If you know which sources of leads are productive, are those sources scalable? Can you put more money and effort into those sources to generate even more leads – or are there better opportunities available?
Are you advertising regularly – or are you engaging in “random acts of marketing” where you only promote your services when you find yourself without listings or buyer clients?
Do your ads target a particular group, such as a niche market? If not, you can learn more about identifying a profitable niche where you can focus your efforts for greater results.
Improving your conversion rate of leads to appointments
The next step in achieving incremental gains in your business is to focus on converting a higher percentage of leads to in-person appointments.
There are several ways you can accomplish this;
- Using a lead generation strategy that educates your target audience. You can create ebooks that help your target audience understand the process of selling their home and positions you as an authority.
- Using a pre-listing presentation. A well-designed pre-listing presentation can be used as a lead generation tool just like the ebooks mentioned above. By providing educational content, as well as your track record of results, your presentation can be used to pre-sell your services.
- Leveraging testimonials. One of the most effective tactics I used in my career was to provide leads with copies of testimonials that reflected how I’d helped homeowners in a similar situation to the prospect. If the prospect had an expired listing, I would provide 3-4 testimonials from past clients explaining how I had helped them achieve a sale where other agents had failed.

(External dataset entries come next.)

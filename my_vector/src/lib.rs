//! A growable array over one manually managed, contiguous heap buffer.
//!
//! [`MyVector<T>`] keeps live elements in slots `[0, len)` of a buffer it
//! owns exclusively. Appending doubles the capacity when the buffer is full,
//! so `push_back` is amortized O(1). Capacity never shrinks except when the
//! whole buffer is moved out or replaced by assignment.
//!
//! Positions are expressed with [`Cursor`] values. A cursor remembers the
//! container and buffer it came from, so using one after the buffer was
//! reallocated, or against another container, is reported as an error
//! rather than reading freed memory.
//!
//! ```rust
//! use my_vector::{my_vector, MyVector};
//!
//! let mut v = MyVector::new();
//! v.push_back(10);
//! v.push_back(20);
//! v.push_back(30);
//! assert_eq!(v.front(), Ok(&10));
//! assert_eq!(v.back(), Ok(&30));
//!
//! v.insert(v.begin() + 1, 15).unwrap();
//! assert_eq!(v, [10, 15, 20, 30]);
//!
//! v.erase(v.begin()).unwrap();
//! assert_eq!(v, [15, 20, 30]);
//!
//! let cap = v.capacity();
//! v.clear();
//! assert!(v.is_empty());
//! assert_eq!(v.capacity(), cap);
//!
//! assert!(my_vector![2] > my_vector![1, 9, 9]);
//! ```

mod cmp;
mod cursor;
mod error;
mod iter;
mod raw;
mod vector;

pub use cursor::Cursor;
pub use error::VectorError;
pub use iter::IntoIter;
pub use vector::MyVector;

/// Builds a [`MyVector`] from a literal list, with capacity equal to the
/// number of elements.
///
/// ```rust
/// use my_vector::my_vector;
///
/// let v = my_vector![1, 2, 3];
/// assert_eq!(v.len(), 3);
/// assert_eq!(v.capacity(), 3);
/// ```
#[macro_export]
macro_rules! my_vector {
    () => {
        $crate::MyVector::new()
    };
    ($($x:expr),+ $(,)?) => {
        $crate::MyVector::from([$($x),+])
    };
}

#[cfg(test)]
mod tests;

Again, the key is to look for any small improvement in how you market your services so that you can achieve on-going incremental improvements that make it easier for you to convert leads to appointments.
Increasing your conversion rate of appointments to listings taken
Increasing your conversion rate of appointments to listings is easier when you follow the steps outlined in increasing your conversion rate of leads to appointments.
When you use content that educates the homeowner and presents your proven track record, along with well-written testimonials, it makes it much easier to convert appointments to signed, salable listings.
Other ways you can achieve incremental improvements include;
- Improving your objection-handling skills.
- Improving your pricing strategy. For example, I never provided a CMA in my entire career.
Because I knew if the seller didn’t like my number, even if it was correct, it would make it difficult to convert them to a client.
So I tested a variety of strategies and settled on either having a pre-listing appraisal or using a technique where the seller established the price based on information I provided them.
The result was that I converted a much higher percentage of my appointments to signed listings.
- Using a pre-listing presentation to pre-sell your services so that you remove, or reduce, the opportunity for objections during your presentation.
If converting appointments to signed listings is an area you know you need to improve upon, I suggest mapping out every step of the process – to the extent it can’t be broken down any further.
Then, look at where in that string of events you are experiencing resistance from homeowners and identify ways to overcome those challenges.
Increasing your conversion rate of listings taken to listings sold
Closing a higher percentage of your listings will enable you to earn more commissions with less work.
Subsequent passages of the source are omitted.